Thursday, 30 March 2017: 13:30
314-316 (The Square)
Géraldine Boué, UMR1014 SECALIM, INRA, Oniris, Nantes, France
Luiza Wasiewska, UMR1014 SECALIM, INRA, Oniris, Nantes, France
Enda Cummins, UCD School of Biosystems and Food Engineering, Dublin, Ireland
Sandrine Guillou, Oniris, Nantes, France
Jean-Philippe Antignac, Laberca USC1329, INRA, Oniris, Nantes, France
Jeanne-Marie Membré, UMR1014 SECALIM, INRA, Oniris, Nantes, France
Introduction:  Powder infant formula, the most consumed food by infants in France, needs to be reconstituted with water before consumption.
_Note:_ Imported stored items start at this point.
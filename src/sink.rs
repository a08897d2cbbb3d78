//! Per-partition record consumers.
//!
//! Each ingestion task walks the blocks of one partition and feeds every
//! parsed [`Record`] to one [`RecordSink`]. A sink owns the batch writers
//! for the entity types it produces and flushes them in dependency order.

use std::sync::Arc;

use async_trait::async_trait;
use serde::Serialize;

use crate::error::Result;
use crate::models::Product;
use crate::parse::{blocks, Record};
use crate::store::Store;
use crate::writer::{BatchWriter, WriteStats};

/// What one task did with its partition.
#[derive(Debug, Clone, Default, Serialize)]
pub struct TaskReport {
    /// Record blocks seen (the preamble is not a record).
    pub records: u64,
    /// Records that produced no row for this task's main entity.
    pub skipped: u64,
    pub writes: Vec<WriteStats>,
}

impl TaskReport {
    /// Rows handed to the store, across all writers of the task.
    pub fn rows(&self) -> u64 {
        self.writes.iter().map(|w| w.rows).sum()
    }
}

#[async_trait]
pub trait RecordSink: Send {
    /// Short label used in logs, progress and errors.
    fn name(&self) -> &'static str;

    async fn accept(&mut self, record: &Record<'_>) -> Result<()>;

    /// Flush every buffered row and report.
    async fn finish(self: Box<Self>) -> Result<TaskReport>;
}

/// Feed every record block of `text` to `sink`, in order.
pub async fn drain(text: &str, mut sink: Box<dyn RecordSink>) -> Result<TaskReport> {
    for block in blocks(text) {
        if !block.is_record() {
            continue;
        }
        let record = Record::parse(block.text);
        sink.accept(&record).await?;
    }
    sink.finish().await
}

/// Upserts the product row of every complete record.
pub struct ProductSink {
    products: BatchWriter<Product>,
    report: TaskReport,
}

impl ProductSink {
    pub fn new(store: Arc<dyn Store>, batch_size: usize) -> Self {
        Self {
            products: BatchWriter::new(store, batch_size),
            report: TaskReport::default(),
        }
    }
}

#[async_trait]
impl RecordSink for ProductSink {
    fn name(&self) -> &'static str {
        "products"
    }

    async fn accept(&mut self, record: &Record<'_>) -> Result<()> {
        self.report.records += 1;
        match record.product() {
            Some(product) => self.products.push(product).await,
            None => {
                self.report.skipped += 1;
                tracing::debug!(
                    asin = record.asin.unwrap_or("<none>"),
                    "record lacks a required product field, skipped"
                );
                Ok(())
            }
        }
    }

    async fn finish(self: Box<Self>) -> Result<TaskReport> {
        let this = *self;
        let mut report = this.report;
        report.writes.push(this.products.finish().await?);
        Ok(report)
    }
}

#[cfg(test)]
mod tests {
    use super::*;
    use crate::store::InMemoryStore;

    #[tokio::test]
    async fn drain_skips_preamble_and_incomplete_records() {
        let text = "header line\nTotal items: 2\n\nId: 0\nASIN: OLD\n  discontinued product\n\nId: 1\nASIN: NEW\n  title: T\n  group: Book\n  salesrank: 9\n";
        let store = Arc::new(InMemoryStore::new());
        let report = drain(text, Box::new(ProductSink::new(store.clone(), 10)))
            .await
            .unwrap();
        assert_eq!(report.records, 2);
        assert_eq!(report.skipped, 1);
        assert_eq!(report.rows(), 1);
        let snap = store.snapshot().unwrap();
        assert!(snap.products.contains_key("NEW"));
        assert!(!snap.products.contains_key("OLD"));
    }
}
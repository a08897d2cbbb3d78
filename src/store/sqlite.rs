//! SQLite-backed [`Store`] implementation.
//!
//! Every write method runs in one transaction and sends its rows as
//! multi-row `INSERT ... VALUES` statements built with
//! [`QueryBuilder::push_values`]. Large batches are split across several
//! statements inside the same transaction so no single statement exceeds
//! SQLite's bound-parameter limit.

use anyhow::Result;
use async_trait::async_trait;
use sqlx::{QueryBuilder, Sqlite, SqlitePool};

use crate::config::Config;
use crate::db;
use crate::models::{
    Category, Product, ProductCategory, Review, SimilarityEdge, TableCounts, PLACEHOLDER,
};

use super::Store;

/// SQLITE_MAX_VARIABLE_NUMBER for the bundled library (3.32+).
const MAX_BIND_PARAMS: usize = 32_766;

fn rows_per_statement(columns: usize) -> usize {
    (MAX_BIND_PARAMS / columns).max(1)
}

/// SQLite implementation of the [`Store`] trait.
///
/// Wraps a [`SqlitePool`]; clones of the store share the pool, so one
/// instance can serve every worker.
#[derive(Clone)]
pub struct SqliteStore {
    pool: SqlitePool,
}

impl SqliteStore {
    pub fn new(pool: SqlitePool) -> Self {
        Self { pool }
    }

    /// Open the database named in `config`.
    pub async fn connect(config: &Config) -> Result<Self> {
        Ok(Self::new(db::connect(config).await?))
    }

    pub fn pool(&self) -> &SqlitePool {
        &self.pool
    }

    pub async fn close(&self) {
        self.pool.close().await;
    }
}

async fn count_rows(pool: &SqlitePool, table: &str) -> Result<i64> {
    let n: i64 = sqlx::query_scalar(&format!("SELECT COUNT(*) FROM {}", table))
        .fetch_one(pool)
        .await?;
    Ok(n)
}

#[async_trait]
impl Store for SqliteStore {
    async fn upsert_products(&self, rows: &[Product]) -> Result<u64> {
        if rows.is_empty() {
            return Ok(0);
        }
        let mut tx = self.pool.begin().await?;
        let mut affected = 0;
        for chunk in rows.chunks(rows_per_statement(4)) {
            let mut qb = QueryBuilder::<Sqlite>::new(
                "INSERT INTO products (asin, title, sales_rank, product_group) ",
            );
            qb.push_values(chunk, |mut b, p| {
                b.push_bind(p.asin.as_str())
                    .push_bind(p.title.as_deref())
                    .push_bind(p.sales_rank)
                    .push_bind(p.group.as_str());
            });
            qb.push(
                r#"
                ON CONFLICT(asin) DO UPDATE SET
                    title = excluded.title,
                    sales_rank = excluded.sales_rank,
                    product_group = excluded.product_group
                "#,
            );
            affected += qb.build().execute(&mut *tx).await?.rows_affected();
        }
        tx.commit().await?;
        Ok(affected)
    }

    async fn insert_ignore_products(&self, rows: &[Product]) -> Result<u64> {
        if rows.is_empty() {
            return Ok(0);
        }
        let mut tx = self.pool.begin().await?;
        let mut affected = 0;
        for chunk in rows.chunks(rows_per_statement(4)) {
            let mut qb = QueryBuilder::<Sqlite>::new(
                "INSERT INTO products (asin, title, sales_rank, product_group) ",
            );
            qb.push_values(chunk, |mut b, p| {
                b.push_bind(p.asin.as_str())
                    .push_bind(p.title.as_deref())
                    .push_bind(p.sales_rank)
                    .push_bind(p.group.as_str());
            });
            qb.push(" ON CONFLICT(asin) DO NOTHING");
            affected += qb.build().execute(&mut *tx).await?.rows_affected();
        }
        tx.commit().await?;
        Ok(affected)
    }

    async fn insert_ignore_categories(&self, rows: &[Category]) -> Result<u64> {
        if rows.is_empty() {
            return Ok(0);
        }
        let mut tx = self.pool.begin().await?;
        let mut affected = 0;
        for chunk in rows.chunks(rows_per_statement(2)) {
            let mut qb = QueryBuilder::<Sqlite>::new("INSERT INTO categories (id, name) ");
            qb.push_values(chunk, |mut b, c| {
                b.push_bind(c.id).push_bind(c.name.as_str());
            });
            qb.push(" ON CONFLICT(id) DO NOTHING");
            affected += qb.build().execute(&mut *tx).await?.rows_affected();
        }
        tx.commit().await?;
        Ok(affected)
    }

    async fn insert_ignore_product_categories(&self, rows: &[ProductCategory]) -> Result<u64> {
        if rows.is_empty() {
            return Ok(0);
        }
        let mut tx = self.pool.begin().await?;
        let mut affected = 0;
        for chunk in rows.chunks(rows_per_statement(2)) {
            let mut qb =
                QueryBuilder::<Sqlite>::new("INSERT INTO product_categories (asin, category_id) ");
            qb.push_values(chunk, |mut b, link| {
                b.push_bind(link.asin.as_str()).push_bind(link.category_id);
            });
            qb.push(" ON CONFLICT(asin, category_id) DO NOTHING");
            affected += qb.build().execute(&mut *tx).await?.rows_affected();
        }
        tx.commit().await?;
        Ok(affected)
    }

    async fn insert_ignore_similarity(&self, rows: &[SimilarityEdge]) -> Result<u64> {
        if rows.is_empty() {
            return Ok(0);
        }
        let mut tx = self.pool.begin().await?;
        let mut affected = 0;
        for chunk in rows.chunks(rows_per_statement(2)) {
            let mut qb =
                QueryBuilder::<Sqlite>::new("INSERT INTO similar_products (asin, similar_asin) ");
            qb.push_values(chunk, |mut b, edge| {
                b.push_bind(edge.asin.as_str())
                    .push_bind(edge.similar_asin.as_str());
            });
            qb.push(" ON CONFLICT(asin, similar_asin) DO NOTHING");
            affected += qb.build().execute(&mut *tx).await?.rows_affected();
        }
        tx.commit().await?;
        Ok(affected)
    }

    async fn insert_reviews(&self, rows: &[Review]) -> Result<u64> {
        if rows.is_empty() {
            return Ok(0);
        }
        let mut tx = self.pool.begin().await?;
        let mut affected = 0;
        for chunk in rows.chunks(rows_per_statement(7)) {
            let mut qb = QueryBuilder::<Sqlite>::new(
                "INSERT INTO reviews (review_key, asin, review_date, customer, rating, votes, helpful) ",
            );
            qb.push_values(chunk, |mut b, r| {
                b.push_bind(r.key.as_str())
                    .push_bind(r.asin.as_str())
                    .push_bind(r.date.format("%Y-%m-%d").to_string())
                    .push_bind(r.customer.as_str())
                    .push_bind(r.rating)
                    .push_bind(r.votes)
                    .push_bind(r.helpful);
            });
            qb.push(" ON CONFLICT(review_key) DO NOTHING");
            affected += qb.build().execute(&mut *tx).await?.rows_affected();
        }
        tx.commit().await?;
        Ok(affected)
    }

    async fn product_exists(&self, asin: &str) -> Result<bool> {
        let exists: bool =
            sqlx::query_scalar("SELECT EXISTS(SELECT 1 FROM products WHERE asin = ?)")
                .bind(asin)
                .fetch_one(&self.pool)
                .await?;
        Ok(exists)
    }

    async fn counts(&self) -> Result<TableCounts> {
        let placeholders: i64 = sqlx::query_scalar(
            "SELECT COUNT(*) FROM products WHERE sales_rank IS NULL AND title = ? AND product_group = ?",
        )
        .bind(PLACEHOLDER)
        .bind(PLACEHOLDER)
        .fetch_one(&self.pool)
        .await?;

        Ok(TableCounts {
            products: count_rows(&self.pool, "products").await?,
            placeholders,
            categories: count_rows(&self.pool, "categories").await?,
            product_categories: count_rows(&self.pool, "product_categories").await?,
            similar_products: count_rows(&self.pool, "similar_products").await?,
            reviews: count_rows(&self.pool, "reviews").await?,
        })
    }
}
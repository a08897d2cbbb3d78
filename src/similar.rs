//! Similar-product links.
//!
//! [`edges_for`] turns a record's `similar:` line into edges; the
//! [`SimilarityResolver`] makes sure both ends of every edge exist as
//! products before the edge batch reaches the store.

use std::collections::HashSet;
use std::sync::Arc;

use async_trait::async_trait;

use crate::error::Result;
use crate::models::SimilarityEdge;
use crate::parse::Record;
use crate::referents::Referents;
use crate::sink::{RecordSink, TaskReport};
use crate::store::Store;
use crate::writer::BatchWriter;

/// Edges declared by one record, in source order.
///
/// A declared count of zero, a missing list, or a missing owner yields
/// nothing. Self links and repeated targets are dropped.
pub fn edges_for(record: &Record<'_>) -> Vec<SimilarityEdge> {
    let (Some(asin), Some(similar)) = (record.asin, record.similar) else {
        return Vec::new();
    };
    if similar.declared == 0 {
        return Vec::new();
    }
    let mut seen = HashSet::new();
    similar
        .ids()
        .filter(|id| *id != asin && seen.insert(*id))
        .map(|id| SimilarityEdge {
            asin: asin.to_string(),
            similar_asin: id.to_string(),
        })
        .collect()
}

/// Writes similarity edges, synthesizing placeholder products for any
/// endpoint the store does not know yet.
///
/// The owning product gets the same treatment as the targets: an owner
/// whose definition block lacked a required field is kept as a
/// placeholder rather than losing its edges.
pub struct SimilarityResolver {
    referents: Referents,
    edges: BatchWriter<SimilarityEdge>,
    report: TaskReport,
}

impl SimilarityResolver {
    pub fn new(store: Arc<dyn Store>, batch_size: usize) -> Self {
        Self {
            referents: Referents::new(store.clone(), batch_size),
            edges: BatchWriter::new(store, batch_size),
            report: TaskReport::default(),
        }
    }

    pub async fn resolve(&mut self, record: &Record<'_>) -> Result<()> {
        let edges = edges_for(record);
        let Some(first) = edges.first() else {
            return Ok(());
        };
        self.referents.ensure(&first.asin).await?;
        for edge in edges {
            self.referents.ensure(&edge.similar_asin).await?;
            if self.edges.buffer(edge) {
                self.flush().await?;
            }
        }
        Ok(())
    }

    async fn flush(&mut self) -> Result<()> {
        // Endpoints first, or the edge batch would fail its foreign keys.
        self.referents.flush().await?;
        self.edges.flush().await
    }
}

#[async_trait]
impl RecordSink for SimilarityResolver {
    fn name(&self) -> &'static str {
        "similarity"
    }

    async fn accept(&mut self, record: &Record<'_>) -> Result<()> {
        self.report.records += 1;
        self.resolve(record).await
    }

    async fn finish(self: Box<Self>) -> Result<TaskReport> {
        let mut this = *self;
        this.flush().await?;
        this.report.writes.push(this.referents.finish().await?);
        this.report.writes.push(this.edges.finish().await?);
        Ok(this.report)
    }
}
The use of tap water is permissible (according to the French food safety agency), with the caveat that it is not sterile and may contain chemical and microbiological contaminants.

Purpose:  The aim of the study was to develop a microbiological-chemical risk assessment model to quantify the risk associated with the use of tap water in France for preparation of infant formula (during the first six months of life).

Methods:  Cryptosporidium spp. and arsenic were selected as the hazards of greatest concern in microbiology and chemistry, respectively. The risk assessment model, with uncertainty and variability separated, was built using French data (or European data, alternatively). Outputs were expressed, firstly, at the individual level, as probability of illness; and then, at the population level, by using the DALY (Disability Adjusted Life Year) indicator. Two scenarios of milk preparation were considered: the use of boiled and unboiled tap water.

Results:  Consuming infant formula rehydrated with unboiled tap water during the first six months of life led to 6,000 DALY per 100,000 infants (90% uncertainty interval [1500; 12000]) for Cryptosporidium spp. causing diarrhea and 2 DALY [1.6; 2.3] for arsenic causing lung and bladder cancers. For the whole infant population, boiling water would suppress the risk from Cryptosporidium spp. In contrast, the cancer risk, although low at the population level, was rather high for infants having a high level of exposure to arsenic. For those, exposure would be decreased by changing the tap water supply point.

Significance: This model can help authorities quantify the risk associated with tap water used for preparation of infant formula. More generally, it is an example of a microbiological-chemical risk assessment and, thus, falls into the emerging risk-benefit assessment area.